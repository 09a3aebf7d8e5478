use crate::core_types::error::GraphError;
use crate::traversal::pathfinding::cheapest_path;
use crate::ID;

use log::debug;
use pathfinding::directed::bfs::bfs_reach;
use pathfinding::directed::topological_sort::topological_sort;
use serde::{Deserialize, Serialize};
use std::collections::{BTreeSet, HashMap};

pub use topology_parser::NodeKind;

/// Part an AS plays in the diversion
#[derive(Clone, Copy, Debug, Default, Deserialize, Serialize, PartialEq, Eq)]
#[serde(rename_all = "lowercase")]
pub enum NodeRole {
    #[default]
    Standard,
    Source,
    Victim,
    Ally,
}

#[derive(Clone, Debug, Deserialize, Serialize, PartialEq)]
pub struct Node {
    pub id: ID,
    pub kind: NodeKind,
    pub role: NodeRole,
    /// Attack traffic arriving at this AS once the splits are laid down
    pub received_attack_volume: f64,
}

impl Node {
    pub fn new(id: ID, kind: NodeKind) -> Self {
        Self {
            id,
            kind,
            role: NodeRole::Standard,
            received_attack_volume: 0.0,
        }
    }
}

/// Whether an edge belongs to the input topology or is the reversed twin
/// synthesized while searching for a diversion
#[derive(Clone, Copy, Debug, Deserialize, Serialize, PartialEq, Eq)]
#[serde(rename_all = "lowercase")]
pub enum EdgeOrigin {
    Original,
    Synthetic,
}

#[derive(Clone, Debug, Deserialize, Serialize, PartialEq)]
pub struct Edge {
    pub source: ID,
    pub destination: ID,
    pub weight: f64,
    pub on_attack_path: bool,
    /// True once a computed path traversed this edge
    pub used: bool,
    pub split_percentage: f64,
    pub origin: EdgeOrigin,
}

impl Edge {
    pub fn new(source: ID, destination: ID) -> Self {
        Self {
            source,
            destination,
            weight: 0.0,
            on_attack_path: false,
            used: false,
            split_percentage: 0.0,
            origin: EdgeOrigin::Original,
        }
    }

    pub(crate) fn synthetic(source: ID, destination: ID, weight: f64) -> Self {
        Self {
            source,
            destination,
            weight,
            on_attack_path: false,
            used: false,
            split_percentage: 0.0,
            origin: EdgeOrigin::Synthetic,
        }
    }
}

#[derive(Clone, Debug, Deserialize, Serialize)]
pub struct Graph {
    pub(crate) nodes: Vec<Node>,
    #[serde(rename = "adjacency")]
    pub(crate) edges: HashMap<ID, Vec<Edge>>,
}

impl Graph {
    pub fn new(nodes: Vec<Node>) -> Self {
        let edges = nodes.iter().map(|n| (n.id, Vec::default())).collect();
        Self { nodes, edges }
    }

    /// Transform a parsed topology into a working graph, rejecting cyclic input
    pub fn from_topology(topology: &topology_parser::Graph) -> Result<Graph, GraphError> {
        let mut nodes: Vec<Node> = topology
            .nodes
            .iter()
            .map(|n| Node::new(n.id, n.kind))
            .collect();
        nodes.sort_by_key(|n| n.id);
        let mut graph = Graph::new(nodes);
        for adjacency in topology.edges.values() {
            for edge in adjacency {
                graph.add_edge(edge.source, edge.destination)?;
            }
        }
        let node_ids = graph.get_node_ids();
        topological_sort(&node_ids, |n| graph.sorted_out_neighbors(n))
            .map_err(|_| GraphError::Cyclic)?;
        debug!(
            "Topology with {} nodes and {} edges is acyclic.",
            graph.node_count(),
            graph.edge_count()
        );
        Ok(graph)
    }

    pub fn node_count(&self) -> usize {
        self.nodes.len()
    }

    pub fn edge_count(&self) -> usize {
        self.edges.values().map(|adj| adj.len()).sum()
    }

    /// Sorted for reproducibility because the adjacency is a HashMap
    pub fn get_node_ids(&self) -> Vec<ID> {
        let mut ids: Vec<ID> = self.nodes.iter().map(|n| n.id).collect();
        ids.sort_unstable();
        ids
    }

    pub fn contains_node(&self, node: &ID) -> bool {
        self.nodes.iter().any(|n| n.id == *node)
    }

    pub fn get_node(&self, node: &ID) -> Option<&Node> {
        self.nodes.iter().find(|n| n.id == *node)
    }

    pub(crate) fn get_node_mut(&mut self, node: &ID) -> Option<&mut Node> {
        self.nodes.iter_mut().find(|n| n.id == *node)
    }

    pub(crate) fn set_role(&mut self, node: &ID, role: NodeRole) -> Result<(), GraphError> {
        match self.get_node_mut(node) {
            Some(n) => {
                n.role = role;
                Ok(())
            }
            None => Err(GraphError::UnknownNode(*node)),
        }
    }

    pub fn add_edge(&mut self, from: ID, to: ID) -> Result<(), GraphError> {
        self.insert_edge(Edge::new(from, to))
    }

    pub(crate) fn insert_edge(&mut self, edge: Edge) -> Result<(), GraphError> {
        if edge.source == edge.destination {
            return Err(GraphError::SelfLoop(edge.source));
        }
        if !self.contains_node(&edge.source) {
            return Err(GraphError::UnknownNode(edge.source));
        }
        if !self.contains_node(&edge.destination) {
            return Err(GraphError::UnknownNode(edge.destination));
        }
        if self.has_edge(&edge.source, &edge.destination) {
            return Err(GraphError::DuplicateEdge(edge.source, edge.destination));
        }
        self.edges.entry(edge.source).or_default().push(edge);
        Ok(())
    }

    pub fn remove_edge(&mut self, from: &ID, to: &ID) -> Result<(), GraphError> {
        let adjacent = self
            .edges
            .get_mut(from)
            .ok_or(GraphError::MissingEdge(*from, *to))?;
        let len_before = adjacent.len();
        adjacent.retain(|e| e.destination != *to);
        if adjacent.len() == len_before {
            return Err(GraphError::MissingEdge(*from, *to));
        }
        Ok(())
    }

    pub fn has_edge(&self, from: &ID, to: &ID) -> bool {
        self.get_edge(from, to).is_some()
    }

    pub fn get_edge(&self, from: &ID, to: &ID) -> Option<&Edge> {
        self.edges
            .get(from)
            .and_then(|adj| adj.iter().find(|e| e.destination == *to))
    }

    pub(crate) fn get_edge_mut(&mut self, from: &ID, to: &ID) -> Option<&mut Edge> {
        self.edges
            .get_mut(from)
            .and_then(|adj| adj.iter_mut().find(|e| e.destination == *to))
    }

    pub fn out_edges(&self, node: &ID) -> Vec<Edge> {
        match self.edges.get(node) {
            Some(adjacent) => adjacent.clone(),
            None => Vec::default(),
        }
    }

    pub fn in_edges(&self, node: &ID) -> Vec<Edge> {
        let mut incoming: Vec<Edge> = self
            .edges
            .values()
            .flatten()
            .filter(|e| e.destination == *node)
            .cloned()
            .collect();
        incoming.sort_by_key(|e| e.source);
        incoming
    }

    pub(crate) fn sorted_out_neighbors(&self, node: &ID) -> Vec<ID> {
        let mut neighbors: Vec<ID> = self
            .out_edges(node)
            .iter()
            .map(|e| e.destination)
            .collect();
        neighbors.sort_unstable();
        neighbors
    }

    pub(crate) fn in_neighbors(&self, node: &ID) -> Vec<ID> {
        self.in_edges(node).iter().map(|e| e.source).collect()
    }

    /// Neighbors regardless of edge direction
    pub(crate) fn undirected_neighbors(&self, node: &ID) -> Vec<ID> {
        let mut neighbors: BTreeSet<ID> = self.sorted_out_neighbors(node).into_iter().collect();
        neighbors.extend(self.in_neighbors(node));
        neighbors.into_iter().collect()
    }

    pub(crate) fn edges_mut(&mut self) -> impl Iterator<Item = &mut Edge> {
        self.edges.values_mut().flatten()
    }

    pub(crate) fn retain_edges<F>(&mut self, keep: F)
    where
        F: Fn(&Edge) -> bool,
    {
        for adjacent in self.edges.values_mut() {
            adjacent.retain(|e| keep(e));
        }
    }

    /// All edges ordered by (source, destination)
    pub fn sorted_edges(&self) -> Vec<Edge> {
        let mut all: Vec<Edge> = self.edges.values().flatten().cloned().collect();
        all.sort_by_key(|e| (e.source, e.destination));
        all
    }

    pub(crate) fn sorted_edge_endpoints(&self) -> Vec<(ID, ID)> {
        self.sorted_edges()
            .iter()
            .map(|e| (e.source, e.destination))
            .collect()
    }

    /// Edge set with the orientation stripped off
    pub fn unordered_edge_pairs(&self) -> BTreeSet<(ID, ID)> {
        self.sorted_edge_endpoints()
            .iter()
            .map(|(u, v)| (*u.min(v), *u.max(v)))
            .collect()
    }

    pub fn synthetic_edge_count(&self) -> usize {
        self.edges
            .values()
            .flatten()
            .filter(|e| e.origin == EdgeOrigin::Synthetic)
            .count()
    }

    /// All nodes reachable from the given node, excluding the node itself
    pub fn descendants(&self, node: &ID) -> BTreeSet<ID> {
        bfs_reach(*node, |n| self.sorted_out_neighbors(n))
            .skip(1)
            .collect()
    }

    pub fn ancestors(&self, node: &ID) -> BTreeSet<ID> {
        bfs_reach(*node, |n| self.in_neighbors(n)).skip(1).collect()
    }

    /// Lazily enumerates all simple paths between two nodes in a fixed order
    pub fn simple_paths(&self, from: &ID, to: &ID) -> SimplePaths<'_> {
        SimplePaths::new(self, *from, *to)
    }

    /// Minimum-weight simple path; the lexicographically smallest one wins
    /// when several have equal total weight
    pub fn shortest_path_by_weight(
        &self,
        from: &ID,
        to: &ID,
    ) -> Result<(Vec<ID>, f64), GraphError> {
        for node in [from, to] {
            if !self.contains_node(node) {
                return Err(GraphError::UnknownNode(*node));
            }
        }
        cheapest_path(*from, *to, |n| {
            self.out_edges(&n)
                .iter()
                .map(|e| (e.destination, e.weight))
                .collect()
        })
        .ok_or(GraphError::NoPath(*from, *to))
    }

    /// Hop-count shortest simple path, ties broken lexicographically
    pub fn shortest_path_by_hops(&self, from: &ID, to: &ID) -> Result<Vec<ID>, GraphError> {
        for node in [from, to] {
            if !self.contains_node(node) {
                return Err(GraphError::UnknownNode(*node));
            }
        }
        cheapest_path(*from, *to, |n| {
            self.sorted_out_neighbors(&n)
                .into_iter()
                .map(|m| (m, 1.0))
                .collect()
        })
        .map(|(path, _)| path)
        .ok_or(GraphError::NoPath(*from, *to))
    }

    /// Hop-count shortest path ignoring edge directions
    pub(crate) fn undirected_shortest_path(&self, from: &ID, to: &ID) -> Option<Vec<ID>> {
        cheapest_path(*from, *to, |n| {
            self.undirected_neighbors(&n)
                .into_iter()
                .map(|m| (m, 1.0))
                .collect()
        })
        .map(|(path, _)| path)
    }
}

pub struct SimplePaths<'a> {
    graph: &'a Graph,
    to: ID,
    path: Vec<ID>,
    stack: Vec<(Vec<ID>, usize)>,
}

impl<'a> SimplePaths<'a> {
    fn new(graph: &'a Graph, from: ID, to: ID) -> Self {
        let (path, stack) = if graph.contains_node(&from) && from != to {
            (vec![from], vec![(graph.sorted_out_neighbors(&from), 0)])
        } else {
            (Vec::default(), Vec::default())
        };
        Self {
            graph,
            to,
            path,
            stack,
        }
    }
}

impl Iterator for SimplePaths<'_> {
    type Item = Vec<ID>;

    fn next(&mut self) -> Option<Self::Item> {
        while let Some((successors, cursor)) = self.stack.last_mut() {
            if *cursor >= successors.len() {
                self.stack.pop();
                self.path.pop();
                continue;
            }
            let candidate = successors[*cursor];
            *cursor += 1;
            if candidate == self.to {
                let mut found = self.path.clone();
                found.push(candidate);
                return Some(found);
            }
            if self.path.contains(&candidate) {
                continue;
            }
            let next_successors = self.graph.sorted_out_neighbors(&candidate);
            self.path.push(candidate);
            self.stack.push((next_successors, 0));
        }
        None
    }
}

* * *

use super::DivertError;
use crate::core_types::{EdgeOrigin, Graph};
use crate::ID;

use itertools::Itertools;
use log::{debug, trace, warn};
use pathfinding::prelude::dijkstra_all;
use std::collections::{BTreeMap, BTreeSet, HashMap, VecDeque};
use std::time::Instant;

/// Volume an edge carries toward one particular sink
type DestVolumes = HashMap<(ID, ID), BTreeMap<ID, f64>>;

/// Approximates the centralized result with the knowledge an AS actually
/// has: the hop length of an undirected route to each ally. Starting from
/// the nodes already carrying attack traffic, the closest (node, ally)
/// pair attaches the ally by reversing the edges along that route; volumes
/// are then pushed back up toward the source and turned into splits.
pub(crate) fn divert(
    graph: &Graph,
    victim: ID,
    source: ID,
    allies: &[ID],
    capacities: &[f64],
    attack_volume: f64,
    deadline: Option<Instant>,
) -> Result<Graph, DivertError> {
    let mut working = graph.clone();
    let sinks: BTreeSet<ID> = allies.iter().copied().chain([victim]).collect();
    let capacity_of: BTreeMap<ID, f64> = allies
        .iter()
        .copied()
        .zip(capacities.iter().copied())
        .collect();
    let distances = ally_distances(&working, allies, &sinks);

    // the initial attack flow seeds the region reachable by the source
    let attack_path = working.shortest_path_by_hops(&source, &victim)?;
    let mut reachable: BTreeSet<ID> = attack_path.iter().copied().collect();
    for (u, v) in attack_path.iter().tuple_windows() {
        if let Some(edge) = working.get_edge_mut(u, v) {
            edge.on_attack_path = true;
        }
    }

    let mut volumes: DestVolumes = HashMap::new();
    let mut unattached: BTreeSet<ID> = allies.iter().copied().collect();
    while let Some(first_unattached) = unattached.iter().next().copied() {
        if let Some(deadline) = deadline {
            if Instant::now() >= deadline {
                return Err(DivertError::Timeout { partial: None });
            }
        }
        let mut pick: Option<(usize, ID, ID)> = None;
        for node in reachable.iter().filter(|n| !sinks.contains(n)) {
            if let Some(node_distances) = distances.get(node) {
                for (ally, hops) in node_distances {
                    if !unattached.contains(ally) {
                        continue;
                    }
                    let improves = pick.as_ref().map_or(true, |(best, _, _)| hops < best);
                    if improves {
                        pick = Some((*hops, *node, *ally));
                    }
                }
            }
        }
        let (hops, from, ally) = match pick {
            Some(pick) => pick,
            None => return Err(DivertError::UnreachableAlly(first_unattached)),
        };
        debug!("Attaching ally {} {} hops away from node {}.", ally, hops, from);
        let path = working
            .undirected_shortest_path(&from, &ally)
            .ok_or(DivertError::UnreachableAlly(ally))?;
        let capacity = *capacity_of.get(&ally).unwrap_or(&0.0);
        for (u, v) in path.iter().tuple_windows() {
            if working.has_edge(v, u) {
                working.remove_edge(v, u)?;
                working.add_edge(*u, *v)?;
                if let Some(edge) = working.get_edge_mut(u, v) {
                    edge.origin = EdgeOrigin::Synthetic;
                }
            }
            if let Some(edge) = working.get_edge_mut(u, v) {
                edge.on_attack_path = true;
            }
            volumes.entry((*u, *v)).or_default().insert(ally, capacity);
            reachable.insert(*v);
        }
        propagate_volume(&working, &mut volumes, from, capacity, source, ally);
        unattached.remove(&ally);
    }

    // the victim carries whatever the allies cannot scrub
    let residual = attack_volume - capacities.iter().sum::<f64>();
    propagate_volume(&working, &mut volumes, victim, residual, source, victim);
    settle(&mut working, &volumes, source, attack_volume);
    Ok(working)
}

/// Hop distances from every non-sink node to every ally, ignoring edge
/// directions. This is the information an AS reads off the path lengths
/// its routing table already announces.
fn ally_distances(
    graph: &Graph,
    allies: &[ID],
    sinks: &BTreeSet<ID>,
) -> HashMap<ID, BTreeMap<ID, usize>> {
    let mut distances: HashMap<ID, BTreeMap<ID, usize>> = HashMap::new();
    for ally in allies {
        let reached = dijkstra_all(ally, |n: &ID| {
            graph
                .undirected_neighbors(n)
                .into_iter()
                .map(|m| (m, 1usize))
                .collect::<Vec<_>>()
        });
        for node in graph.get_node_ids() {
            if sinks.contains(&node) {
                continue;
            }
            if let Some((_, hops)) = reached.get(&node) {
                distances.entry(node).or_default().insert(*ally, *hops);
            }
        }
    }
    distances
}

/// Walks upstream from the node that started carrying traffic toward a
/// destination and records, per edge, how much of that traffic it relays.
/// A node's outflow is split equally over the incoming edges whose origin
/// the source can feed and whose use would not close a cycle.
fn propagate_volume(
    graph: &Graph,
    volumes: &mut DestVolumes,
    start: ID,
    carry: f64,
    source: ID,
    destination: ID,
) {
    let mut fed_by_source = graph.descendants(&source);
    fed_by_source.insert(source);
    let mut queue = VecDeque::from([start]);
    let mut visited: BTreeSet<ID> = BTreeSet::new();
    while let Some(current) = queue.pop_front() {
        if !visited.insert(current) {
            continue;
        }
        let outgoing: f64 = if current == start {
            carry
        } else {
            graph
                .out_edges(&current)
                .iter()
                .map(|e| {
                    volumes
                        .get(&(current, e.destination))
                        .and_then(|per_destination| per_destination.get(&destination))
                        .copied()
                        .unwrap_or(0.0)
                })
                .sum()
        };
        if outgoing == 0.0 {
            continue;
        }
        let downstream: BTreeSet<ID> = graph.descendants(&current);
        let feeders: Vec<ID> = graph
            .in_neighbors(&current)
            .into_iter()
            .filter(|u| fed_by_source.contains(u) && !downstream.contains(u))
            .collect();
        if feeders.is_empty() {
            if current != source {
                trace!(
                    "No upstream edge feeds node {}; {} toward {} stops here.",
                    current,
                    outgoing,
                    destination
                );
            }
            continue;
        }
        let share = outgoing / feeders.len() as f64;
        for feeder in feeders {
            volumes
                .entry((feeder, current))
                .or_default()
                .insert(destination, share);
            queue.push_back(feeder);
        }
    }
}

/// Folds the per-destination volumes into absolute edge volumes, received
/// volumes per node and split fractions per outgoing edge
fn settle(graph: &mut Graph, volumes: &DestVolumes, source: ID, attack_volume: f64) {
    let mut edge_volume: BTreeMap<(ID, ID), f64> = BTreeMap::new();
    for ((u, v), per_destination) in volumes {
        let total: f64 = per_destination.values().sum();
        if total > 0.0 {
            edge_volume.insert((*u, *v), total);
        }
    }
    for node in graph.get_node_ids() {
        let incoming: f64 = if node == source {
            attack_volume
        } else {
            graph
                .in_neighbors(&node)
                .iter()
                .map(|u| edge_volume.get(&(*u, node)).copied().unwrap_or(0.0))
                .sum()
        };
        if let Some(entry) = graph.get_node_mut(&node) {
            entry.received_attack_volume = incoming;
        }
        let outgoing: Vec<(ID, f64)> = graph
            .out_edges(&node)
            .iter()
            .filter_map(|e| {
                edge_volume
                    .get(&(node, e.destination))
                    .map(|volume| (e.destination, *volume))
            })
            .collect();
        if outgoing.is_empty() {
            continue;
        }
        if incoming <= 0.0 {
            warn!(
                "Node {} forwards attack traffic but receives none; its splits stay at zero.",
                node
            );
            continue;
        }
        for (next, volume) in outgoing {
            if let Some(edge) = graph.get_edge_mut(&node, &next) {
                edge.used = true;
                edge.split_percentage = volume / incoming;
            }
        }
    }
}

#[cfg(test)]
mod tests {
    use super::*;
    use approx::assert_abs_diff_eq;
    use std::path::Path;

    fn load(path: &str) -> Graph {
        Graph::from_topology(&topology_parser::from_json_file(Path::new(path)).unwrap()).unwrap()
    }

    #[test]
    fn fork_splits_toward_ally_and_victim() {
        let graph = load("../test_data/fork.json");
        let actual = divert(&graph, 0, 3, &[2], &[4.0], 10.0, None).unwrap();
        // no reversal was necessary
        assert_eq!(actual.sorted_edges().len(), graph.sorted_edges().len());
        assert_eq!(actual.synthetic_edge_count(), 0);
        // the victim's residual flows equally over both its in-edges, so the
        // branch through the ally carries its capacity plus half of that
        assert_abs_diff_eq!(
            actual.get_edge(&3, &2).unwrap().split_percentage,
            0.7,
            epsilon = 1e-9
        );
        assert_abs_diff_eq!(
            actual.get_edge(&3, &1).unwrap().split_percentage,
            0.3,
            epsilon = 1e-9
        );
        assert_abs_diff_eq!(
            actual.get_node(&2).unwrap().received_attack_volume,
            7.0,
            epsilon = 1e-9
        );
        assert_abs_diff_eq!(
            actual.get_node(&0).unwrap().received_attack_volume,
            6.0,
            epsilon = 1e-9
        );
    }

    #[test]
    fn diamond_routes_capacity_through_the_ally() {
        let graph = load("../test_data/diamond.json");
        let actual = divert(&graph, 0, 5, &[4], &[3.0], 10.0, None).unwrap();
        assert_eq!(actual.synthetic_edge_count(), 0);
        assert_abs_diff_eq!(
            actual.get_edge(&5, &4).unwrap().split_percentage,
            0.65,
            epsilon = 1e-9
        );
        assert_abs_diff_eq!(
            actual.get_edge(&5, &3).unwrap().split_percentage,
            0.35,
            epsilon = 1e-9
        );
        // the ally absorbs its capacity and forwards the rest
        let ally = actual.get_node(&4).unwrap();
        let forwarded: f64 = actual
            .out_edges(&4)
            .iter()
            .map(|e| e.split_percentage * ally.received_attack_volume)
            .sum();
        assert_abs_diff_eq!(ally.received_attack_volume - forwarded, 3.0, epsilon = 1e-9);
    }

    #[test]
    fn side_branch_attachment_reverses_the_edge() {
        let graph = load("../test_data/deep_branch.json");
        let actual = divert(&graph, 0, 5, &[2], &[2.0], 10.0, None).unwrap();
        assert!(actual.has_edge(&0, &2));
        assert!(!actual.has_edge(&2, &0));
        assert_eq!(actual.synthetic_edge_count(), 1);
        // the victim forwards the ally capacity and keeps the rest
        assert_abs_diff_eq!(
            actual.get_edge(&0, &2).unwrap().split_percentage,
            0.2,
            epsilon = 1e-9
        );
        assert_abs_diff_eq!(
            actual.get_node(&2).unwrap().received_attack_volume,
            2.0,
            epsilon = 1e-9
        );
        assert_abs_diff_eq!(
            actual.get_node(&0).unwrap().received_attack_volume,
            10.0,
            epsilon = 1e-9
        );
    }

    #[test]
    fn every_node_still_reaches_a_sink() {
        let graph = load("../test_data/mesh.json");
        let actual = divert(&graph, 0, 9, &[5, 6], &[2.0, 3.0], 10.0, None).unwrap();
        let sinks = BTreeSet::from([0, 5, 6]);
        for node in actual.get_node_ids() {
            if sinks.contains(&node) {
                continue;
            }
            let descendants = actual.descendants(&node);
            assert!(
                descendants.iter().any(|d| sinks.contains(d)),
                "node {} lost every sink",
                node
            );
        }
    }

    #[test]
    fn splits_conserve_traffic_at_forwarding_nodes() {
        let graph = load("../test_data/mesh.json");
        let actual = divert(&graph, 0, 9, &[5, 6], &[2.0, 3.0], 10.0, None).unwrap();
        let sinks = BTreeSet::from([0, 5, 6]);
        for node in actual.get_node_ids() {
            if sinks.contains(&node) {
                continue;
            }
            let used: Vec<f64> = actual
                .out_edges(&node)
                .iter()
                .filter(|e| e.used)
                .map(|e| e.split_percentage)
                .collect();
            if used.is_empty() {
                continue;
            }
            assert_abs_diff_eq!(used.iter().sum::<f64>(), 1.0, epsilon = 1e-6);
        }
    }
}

● GOAL OF THE EXERCISE
Search the entries for the string "HashMap" and collect each line that has it.

● WRITTEN SOLUTION
use std::collections::{BTreeSet, HashMap};
    pub(crate) edges: HashMap<ID, Vec<Edge>>,
    /// Sorted for reproducibility because the adjacency is a HashMap
use std::collections::{BTreeMap, BTreeSet, HashMap, VecDeque};
type DestVolumes = HashMap<(ID, ID), BTreeMap<ID, f64>>;
    let mut volumes: DestVolumes = HashMap::new();
) -> HashMap<ID, BTreeMap<ID, usize>> {
    let mut distances: HashMap<ID, BTreeMap<ID, usize>> = HashMap::new();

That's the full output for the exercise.